Home / Companies / News /  Growth could be positive, strong through next year: Revathi Advaithi, CEO, Flex

NEW DELHI: Flex, one of world’s largest contract manufacturers, has a strong business pipeline in India—the company runs three manufacturing sites around Chennai and employs 18,000 people. Revathi Advaithi, CEO, Flex, thinks India does bring a lot to the table when it comes to make in India. However, there is still some distance to cover before India can become a manufacturing exports hub.

Excerpts from an interview.

Given the second wave, how do you view the recovery in the global economy?

It has been an interesting 12 months. But when you see the economic and financial waves, like in 2008, I would say that the pandemic from an economic perspective wasn’t as bad for companies like us. Many critical areas of manufacturing had to keep running. The recovery has been much stronger than what we would have expected. The US GDP is supposed to be strong. The recovery has been driven by pent-up demand in many areas. There has been an explosion in consumer electronics, whether it is home products or laptops or the build-out of data centre infrastructure.

5G rollout continues at a decent speed; the automotive business with electric vehicles and autonomous continues at a breakneck speed; the health business, globally, is going through an interesting phase. Driven by these macros, the growth could be positive and strong through next year. All this is offset by the semiconductor shortage we are seeing globally.

Flex’s percentage of net sales from the US is up in 2020 while it has decreased from Asian countries. Does this underline the ongoing supply-chain realignment?

Yes, absolutely. Our percentage sales have changed from parts of Asia to the US. This is driven by people not wanting to have the risk associated with tariffs, pandemic and shipping concerns. Particularly, we see this in certain sectors like consumer goods. People don’t want to make it far away from where their customers are using it. However, electronics manufacturing is still so dependent on Asia, the percent movement here is small. In sectors like medical, the movement started couple of years ago. Companies didn’t want a risky supply-chain for medical supplies.

The India business had shrunk in 2020. Why is that?

When I joined Flex two years ago, we rationalised our portfolio. We did not have the infrastructure and the financial position to deal with short product lifecycle businesses . India saw the effect of it. We are now focused on products that are more resilient. Our pipeline in India is very strong at this point in time.

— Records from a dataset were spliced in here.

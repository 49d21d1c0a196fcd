//! Google Gemini content generation.
//!
//! Implements `ContentGenerator` on top of the `generateContent` REST
//! endpoint. Structured calls run in JSON response mode, and replies
//! wrapped in markdown fences or prose are still accepted.

use anyhow::{Context, Result};
use async_trait::async_trait;
use rand::seq::SliceRandom;
use reqwest::Client;
use secrecy::{ExposeSecret, SecretString};
use serde::de::DeserializeOwned;
use serde::{Deserialize, Serialize};
use tracing::{debug, info, warn};

use super::{CoachContext, ContentGenerator, EventDetails, ForecastHeadlines};
use crate::types::{Asset, ChartAnalysis, GameError, MarketEvent, Outcome, Polarity};

// ---------------------------------------------------------------------------
// Configuration
// ---------------------------------------------------------------------------

const GEMINI_API_URL: &str = "https://generativelanguage.googleapis.com/v1beta/models";
const DEFAULT_MODEL: &str = "gemini-2.5-flash";
const DEFAULT_MAX_TOKENS: u32 = 1024;

/// Maximum retries on rate limit / server errors.
const MAX_RETRIES: u32 = 3;

/// Base delay for exponential backoff (ms).
const BASE_BACKOFF_MS: u64 = 1000;

const KEY_CONCEPTS: &[&str] = &[
    "Price vs. Value",
    "Reading Candlestick Charts",
    "Market Sentiment",
    "Support and Resistance",
];

const COACH_PERSONA: &str = "You are a trading coach in a gamified learning app. \
    Provide a concise, encouraging, and educational answer in a single short sentence. \
    You can explain risk management (e.g. stop-loss), the basics of trading algorithms, \
    and how social sentiment can move markets.";

// ---------------------------------------------------------------------------
// API types
// ---------------------------------------------------------------------------

#[derive(Debug, Serialize)]
#[serde(rename_all = "camelCase")]
struct GenerateRequest {
    contents: Vec<Content>,
    generation_config: GenerationConfig,
}

#[derive(Debug, Serialize, Deserialize)]
struct Content {
    #[serde(default)]
    role: Option<String>,
    #[serde(default)]
    parts: Vec<Part>,
}

#[derive(Debug, Serialize, Deserialize)]
struct Part {
    #[serde(default)]
    text: Option<String>,
}

#[derive(Debug, Serialize)]
#[serde(rename_all = "camelCase")]
struct GenerationConfig {
    max_output_tokens: u32,
    #[serde(skip_serializing_if = "Option::is_none")]
    response_mime_type: Option<&'static str>,
}
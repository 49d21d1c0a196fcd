//! Alpha Infinity: headless game runner.
//!
//! Entry point. Loads configuration, initialises structured logging,
//! starts the lane-runner session, the market event pipeline, the live
//! trade feed (live mode only) and the dashboard, then waits for Ctrl+C
//! and tears every task down.

use anyhow::{Context, Result};
use std::sync::Arc;
use tokio::sync::RwLock;
use tracing::{info, warn};

use alpha_infinity::config::{self, AppConfig};
use alpha_infinity::dashboard::{self, DashboardState};
use alpha_infinity::engine::session::{spawn_session, GameSession, SessionCommand};
use alpha_infinity::llm::gemini::GeminiClient;
use alpha_infinity::llm::ContentGenerator;
use alpha_infinity::market::alpaca::AlpacaClient;
use alpha_infinity::market::{stream, Credentials, OrderService};
use alpha_infinity::pipeline::{EventPipeline, FeedMode, PipelineDeps, PipelineMessage};
use alpha_infinity::storage;
use alpha_infinity::types::GameMode;

const BANNER: &str = r#"
    _    _       _               ___        __ _       _ _
   / \  | |_ __ | |__   __ _    |_ _|_ __  / _(_)_ __ (_) |_ _   _
  / _ \ | | '_ \| '_ \ / _` |    | || '_ \| |_| | '_ \| | __| | | |
 / ___ \| | |_) | | | | (_| |    | || | | |  _| | | | | | |_| |_| |
/_/   \_\_| .__/|_| |_|\__,_|   |___|_| |_|_| |_|_| |_|_|\__|\__, |
          |_|                                                |___/
  Ride the momentum. Read the news.
"#;

#[tokio::main]
async fn main() -> Result<()> {
    // Load .env file if present (non-fatal if missing)
    let _ = dotenv::dotenv();

    let cfg = config::AppConfig::load("config.toml")?;
    init_logging();

    println!("{BANNER}");
    info!(
        preset = %cfg.game.preset,
        news = cfg.game.news_enabled,
        autopilot = cfg.game.autopilot,
        speed = cfg.pipeline.speed,
        "Alpha Infinity starting up"
    );

    // -- Saved configs ---------------------------------------------------

    let mut saved = storage::load_configs(Some(&cfg.storage.path))?;
    let game_config = match saved.resolve(&cfg.game.preset) {
        Some(c) => c,
        None => {
            warn!(preset = %cfg.game.preset, "Unknown preset, using standard");
            saved
                .resolve("standard")
                .context("Built-in standard preset missing")?
        }
    };
    if !saved.has_played {
        saved.has_played = true;
        storage::save_configs(&saved, Some(&cfg.storage.path))?;
    }

    // -- Collaborators ---------------------------------------------------

    let gemini = build_generator(&cfg)?;
    let generator: Arc<dyn ContentGenerator> = gemini.clone();
    let creds = load_credentials(&cfg);
    let mode = if creds.is_demo() {
        info!("No market data credentials, running in demo mode");
        FeedMode::Demo
    } else {
        info!("Market data credentials found, running in live mode");
        FeedMode::Live
    };
    let alpaca = Arc::new(AlpacaClient::new(creds.clone(), &cfg.market_data)?);
    let orders: Option<Arc<dyn OrderService>> = match mode {
        FeedMode::Live => Some(alpaca.clone()),
        FeedMode::Demo => None,
    };

    // -- Session ---------------------------------------------------------

    let game_mode = if cfg.game.news_enabled {
        GameMode::MomentumNews
    } else {
        GameMode::MomentumOnly
    };
    let session = GameSession::new(game_config, game_mode, cfg.game.autopilot);
    let session = spawn_session(session, generator.clone(), cfg.game.frame_rate_hz);

    // -- Pipeline and feed -----------------------------------------------

    let pipeline = EventPipeline::spawn(
        cfg.pipeline.clone(),
        mode,
        PipelineDeps {
            generator: generator.clone(),
            market: alpaca.clone(),
            orders: orders.clone(),
        },
    );
    let feeds = match mode {
        FeedMode::Live => stream::spawn_feeds(creds, &cfg.market_data, pipeline.sender.clone()),
        FeedMode::Demo => Vec::new(),
    };

    // -- Dashboard -------------------------------------------------------

    let server = if cfg.dashboard.enabled {
        let state = Arc::new(DashboardState {
            session: session.commands.clone(),
            game: session.state.clone(),
            pipeline: pipeline.sender.clone(),
            events: pipeline.snapshot.clone(),
            generator: generator.clone(),
            orders,
            saved: RwLock::new(saved),
            storage_path: cfg.storage.path.clone(),
            start_time: chrono::Utc::now(),
        });
        Some(dashboard::spawn_dashboard(state, cfg.dashboard.port).await?)
    } else {
        None
    };

    // -- Wait for shutdown -----------------------------------------------

    info!("Running. Press Ctrl+C to stop.");
    tokio::signal::ctrl_c()
        .await
        .context("Failed to listen for Ctrl+C")?;
    info!("Shutdown signal received.");

    for feed in feeds {
        feed.abort();
    }
    if let Some(server) = server {
        server.abort();
    }
    let _ = pipeline.sender.send(PipelineMessage::Shutdown).await;
    let _ = session.commands.send(SessionCommand::Shutdown).await;
    let _ = pipeline.task.await;
    let _ = session.task.await;

    let final_state = pipeline.snapshot.borrow().clone();
    info!(
        score = format!("{:.2}", session.state.borrow().score),
        equity = format!("{:.2}", final_state.stats.equity),
        streak = final_state.stats.streak,
        gemin = final_state.stats.gemin,
        llm_calls = gemini.total_calls(),
        llm_tokens = gemini.total_tokens(),
        "Alpha Infinity shut down cleanly."
    );

    Ok(())
}

/// Content generator from the `[llm]` section.
fn build_generator(cfg: &AppConfig) -> Result<Arc<GeminiClient>> {
    let api_key = std::env::var(&cfg.llm.api_key_env).unwrap_or_default();
    if api_key.is_empty() {
        warn!(env = %cfg.llm.api_key_env, "No content API key set, generated text falls back to templates");
    }
    if cfg.llm.provider != "gemini" {
        warn!(provider = %cfg.llm.provider, "Unknown content provider, using Gemini");
    }
    info!(model = %cfg.llm.model, "Using Gemini content generator");
    let client = GeminiClient::new(api_key, Some(cfg.llm.model.clone()), Some(cfg.llm.max_tokens))?;
    Ok(Arc::new(client))
}

/// Market credentials from the env vars named in `[market_data]`.
fn load_credentials(cfg: &AppConfig) -> Credentials {
    match (
        AppConfig::resolve_env(&cfg.market_data.key_env),
        AppConfig::resolve_env(&cfg.market_data.secret_env),
    ) {
        (Ok(key), Ok(secret)) => Credentials::new(key, secret),
        _ => Credentials::demo(),
    }
}

/// Initialise the `tracing` subscriber.
fn init_logging() {
    use tracing_subscriber::{fmt, EnvFilter};

    let env_filter = EnvFilter::try_from_default_env()
        .unwrap_or_else(|_| EnvFilter::new("alpha_infinity=info"));

    let json_logging = std::env::var("ALPHA_LOG_JSON").is_ok();

    if json_logging {
        fmt()
            .json()
            .with_env_filter(env_filter)
            .with_target(true)
            .with_thread_ids(true)
            .init();
    } else {
        fmt().with_env_filter(env_filter).with_target(true).init();
    }
}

What does India bring to the table for Flex?

India brings Indian manufacturing capability for domestic consumption. India continues to be one of the largest growth economies. Being able to manufacture for India in India is of huge importance to our customers.

Do you see India as a potential export hub, going ahead?

India has made progress. Over the last few years, the bureaucracy has come down. There has been an effort to support businesses, particularly, support multinational businesses. But to be a global exporting economy, the most important thing is to make sure you have world class labour that can drive productivity and efficiency that organisations need.

That comes with building hubs where you can find great labour and train them. India still has work to do here. If you have a productive workforce, you can make products at the right price point. Then, you become an export economy. Second, the entire supply-chain has to be built. Today, that will take some time.